The house in Bloomsbury became vacant and silent.

The people who had given it interest and importance were dispersed and gone. Dr. Roland only remained, solitary and discontented, feeling himself cast adrift in the world, angry at the stillness overhead, where the solid foot of Gilchrist no longer made the floor creak, or the lighter step of her mistress sent a thrill of energy and life through it; but still more angry when new lodgers came, and new steps sounded over the carpet, which, deprived of all Miss Bethune’s rugs, was thin and poor.
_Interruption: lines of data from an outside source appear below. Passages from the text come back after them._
/// One progress snapshot. Published repeatedly; last write wins.
#[derive(Clone, Debug, serde::Serialize, serde::Deserialize)]
pub struct RenderProgress {
    pub job_id: String,
    pub stage: RenderStage,
    pub progress: f64,
    #[serde(skip_serializing_if = "Option::is_none")]
    pub current_scene: Option<usize>,
    #[serde(skip_serializing_if = "Option::is_none")]
    pub total_scenes: Option<usize>,
    pub message: String,
}

impl RenderProgress {
    pub fn new(
        job_id: impl Into<String>,
        stage: RenderStage,
        progress: f64,
        message: impl Into<String>,
    ) -> Self {
        Self {
            job_id: job_id.into(),
            stage,
            progress: progress.clamp(0.0, 100.0),
            current_scene: None,
            total_scenes: None,
            message: message.into(),
        }
    }

    pub fn with_scene(mut self, current: usize, total: usize) -> Self {
        self.current_scene = Some(current);
        self.total_scenes = Some(total);
        self
    }
}

/// Final outcome of one render attempt. Produced exactly once per attempt,
/// success or failure; failures still carry a best-effort cost.
#[derive(Clone, Debug, serde::Serialize, serde::Deserialize)]
pub struct RenderResult {
    pub job_id: String,
    pub success: bool,
    #[serde(skip_serializing_if = "Option::is_none")]
    pub output_path: Option<String>,
    #[serde(skip_serializing_if = "Option::is_none")]
    pub srt_path: Option<String>,
    /// Wall-clock render time in seconds.
    pub duration_seconds: f64,
    #[serde(skip_serializing_if = "Option::is_none")]
    pub file_size_mb: Option<f64>,
    #[serde(skip_serializing_if = "Option::is_none")]
    pub error: Option<String>,
    #[serde(skip_serializing_if = "Option::is_none")]
    pub video_duration_seconds: Option<f64>,
    #[serde(skip_serializing_if = "Option::is_none")]
    pub scenes_count: Option<usize>,
    #[serde(skip_serializing_if = "Option::is_none")]
    pub resolution: Option<String>,
    #[serde(skip_serializing_if = "Option::is_none")]
    pub fps: Option<u32>,
    #[serde(skip_serializing_if = "Option::is_none")]
    pub cost_usd: Option<f64>,
    #[serde(skip_serializing_if = "Option::is_none")]
    pub cost_breakdown: Option<CostBreakdown>,
    #[serde(skip_serializing_if = "Option::is_none")]
    pub usage_metrics: Option<UsageMetrics>,
}

impl RenderResult {
    /// A failure skeleton: no output; the caller attaches partial cost.
    pub fn failure(job_id: impl Into<String>, error: impl Into<String>) -> Self {
        Self {
            job_id: job_id.into(),
            success: false,
            output_path: None,
            srt_path: None,
            duration_seconds: 0.0,
            file_size_mb: None,
            error: Some(error.into()),
            video_duration_seconds: None,
            scenes_count: None,
            resolution: None,
            fps: None,
            cost_usd: None,
            cost_breakdown: None,
            usage_metrics: None,
        }
    }
}

#[cfg(test)]
mod tests {
    use super::*;

    fn scene(id: &str, start: f64, end: f64) -> SceneData {
        SceneData {
            scene_id: id.to_string(),
            kind: SceneKind::Video,
            background_path: "bg.mp4".to_string(),
            start_time: start,
            end_time: end,
            text: String::new(),
            transition_out: None,
            transition_duration: 0.5,
        }
    }

    #[test]
    fn scene_duration_is_end_minus_start() {
        let s = scene("s0", 1.5, 4.0);
        assert!((s.duration() - 2.5).abs() < 1e-12);
        assert!(s.validate().is_ok());
    }

    #[test]
    fn scene_rejects_end_before_start() {
        assert!(scene("s0", 4.0, 4.0).validate().is_err());
        assert!(scene("s0", 4.0, 1.0).validate().is_err());
    }

    #[test]
    fn scene_rejects_out_of_bounds_transition_duration() {
        let mut s = scene("s0", 0.0, 5.0);
        s.transition_duration = 2.5;
        assert!(s.validate().is_err());
    }

    #[test]
    fn word_rejects_reversed_timing() {
        assert!(WordTimestamp::new("hi", 2.0, 1.0).is_err());
        assert!(WordTimestamp::new("hi", 1.0, 1.0).is_ok());
    }

    #[test]
    fn script_sorts_scenes_by_start_time() {
        let script = VideoScript::new(
            "sc0",
            "t",
            vec![scene("b", 5.0, 10.0), scene("a", 0.0, 5.0)],
            10.0,
        )
        .unwrap();
        assert_eq!(script.scenes[0].scene_id, "a");
        assert_eq!(script.scenes[1].scene_id, "b");
    }

    #[test]
    fn timestamps_range_and_point_queries() {
        let ts = AudioTimestamps::new(
            vec![
                WordTimestamp::new("one", 0.0, 1.0).unwrap(),
                WordTimestamp::new("two", 1.0, 2.0).unwrap(),
                WordTimestamp::new("three", 2.0, 3.0).unwrap(),
            ],
            3.0,
        )
        .unwrap();

        let hits = ts.words_in_range(0.5, 2.0);
        assert_eq!(
            hits.iter().map(|w| w.word.as_str()).collect::<Vec<_>>(),
            vec!["one", "two"]
        );
        assert_eq!(ts.active_word_at(1.5).unwrap().word, "two");
        // End bound is exclusive.
        assert_eq!(ts.active_word_at(3.0), None);
    }

    #[test]
    fn transition_parse_falls_back_to_cut() {
        assert_eq!(
            TransitionKind::parse(Some("crossfade")),
            Some(TransitionKind::Crossfade)
        );
        assert_eq!(
            TransitionKind::parse(Some("Crossfade ")),
            Some(TransitionKind::Crossfade)
        );
        assert_eq!(TransitionKind::parse(Some("slide")), None);
        assert_eq!(TransitionKind::parse(None), None);
    }

    #[test]
    fn settings_reject_odd_dimensions() {
        let mut s = RenderSettings::default();
        assert!(s.validate().is_ok());
        s.width = 1081;
        assert!(s.validate().is_err());
    }

    #[test]
    fn job_paths_are_scoped_by_job_id() {
        let job = RenderJob {
            job_id: "job-1".to_string(),
            script: VideoScript::new("sc0", "t", vec![scene("a", 0.0, 5.0)], 5.0).unwrap(),
            audio_path: "voice.wav".to_string(),
            timestamps: AudioTimestamps::new(
                vec![WordTimestamp::new("hi", 0.0, 1.0).unwrap()],
                5.0,
            )
            .unwrap(),
            bgm_path: None,
            output_dir: "/tmp/out".to_string(),
            output_filename: "output.mp4".to_string(),
            generate_srt: true,
            settings: RenderSettings::default(),
        };
        assert_eq!(
            job.output_path(),
            PathBuf::from("/tmp/out/job-1/output.mp4")
        );
        assert_eq!(job.srt_path(), PathBuf::from("/tmp/out/job-1/output.srt"));
    }

    #[test]
    fn progress_clamps_percent() {
        let p = RenderProgress::new("j", RenderStage::Exporting, 120.0, "");
        assert_eq!(p.progress, 100.0);
        let p = RenderProgress::new("j", RenderStage::Initializing, -3.0, "");
        assert_eq!(p.progress, 0.0);
    }

    #[test]
    fn result_json_roundtrip() {
        let res = RenderResult::failure("j1", "not found: bg.mp4");
        let s = serde_json::to_string(&res).unwrap();
        let de: RenderResult = serde_json::from_str(&s).unwrap();
        assert!(!de.success);
        assert!(de.error.unwrap().contains("not found"));
    }
}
The doctor thought of changing his lodging himself, in the depression of that change; but it is a serious matter for a doctor to change his abode, and Janie’s anæmia was becoming a serious case, and wanted more looking after than ever would be given to it were he out of the way. So he consented to the inevitable, and remained. Mrs. Simcox had to refurnish the second floor, when all Mr. Mannering’s pretty furniture and his books were taken away, and did it very badly, as was natural, and got “a couple” for her lodgers, who were quite satisfied with second-hand mahogany and hair-cloth. Dr. Roland looked at the new lodgers when he met them with eyes blank, and a total absence of interest: but beginning soon to see that the stock market was telling upon the first floor, and that the lady on the second had a cough, he began to allow himself a little to be shaken out of his indifference. They might, however, be objects of professional interest, but no more. The Mannerings were abroad. After that great flash in the pan of a return to the Museum, Nature had reclaimed her rights, and Mr. Mannering had been obliged to apply for a prolonged leave, which by degrees led to retirement and a pension. Miss Bethune had returned to her native country, and to the old house near the Highland line which belonged to her. Vague rumours that she was not Miss Bethune at all, but a married lady all the time, had reached Bloomsbury; but nobody knew, as Mrs. Simcox said, what were the rights of the case.

In a genial autumn, some years after the above events, Dr. Roland, who had never ceased to keep a hold upon his former neighbours, whose departure had so much saddened his life, arrived on a visit at that Highland home. It was a rambling house, consisting of many additions and enlargements built on to the original fabric of a small, strait, and high semi-fortified dwelling-place, breathing that air of austere and watchful defence which lingers about some old houses, though the parlours of the eighteenth century, not to say the drawing-rooms of the nineteenth, with their broad open windows, accessible from the ground, were strangely unlike the pointed tall gable with its crow steps, and the high post of watchfulness up among the roofs, the little balcony or terrace which swept the horizon on every side. There Miss Bethune, still Miss Bethune, abode in the fulness of a life which sought no further expansion, among her own people. She had called to her a few of the most ancient and trusted friends of the family on her first arrival there, and had disclosed to them her secret story, and asked their advice. She had never borne her husband’s name. There had been no break, so far as any living person except Gilchrist was aware, in the continuity of her life. The old servants were dead, and the old minister, who had been coaxed and frightened into performing a furtive ceremony. No one except Gilchrist was aware of any of those strange events which had gone on in the maze of little rooms and crooked passages. Miss Bethune was strong in the idea of disclosing everything when she returned home. She meant to publish her strange and painful story among her friends and to the world at large, and to acknowledge and put in his right place, as she said, her son. A small knot of grave county gentlemen sat upon the matter, and had all the evidence placed before them in order to decide this question.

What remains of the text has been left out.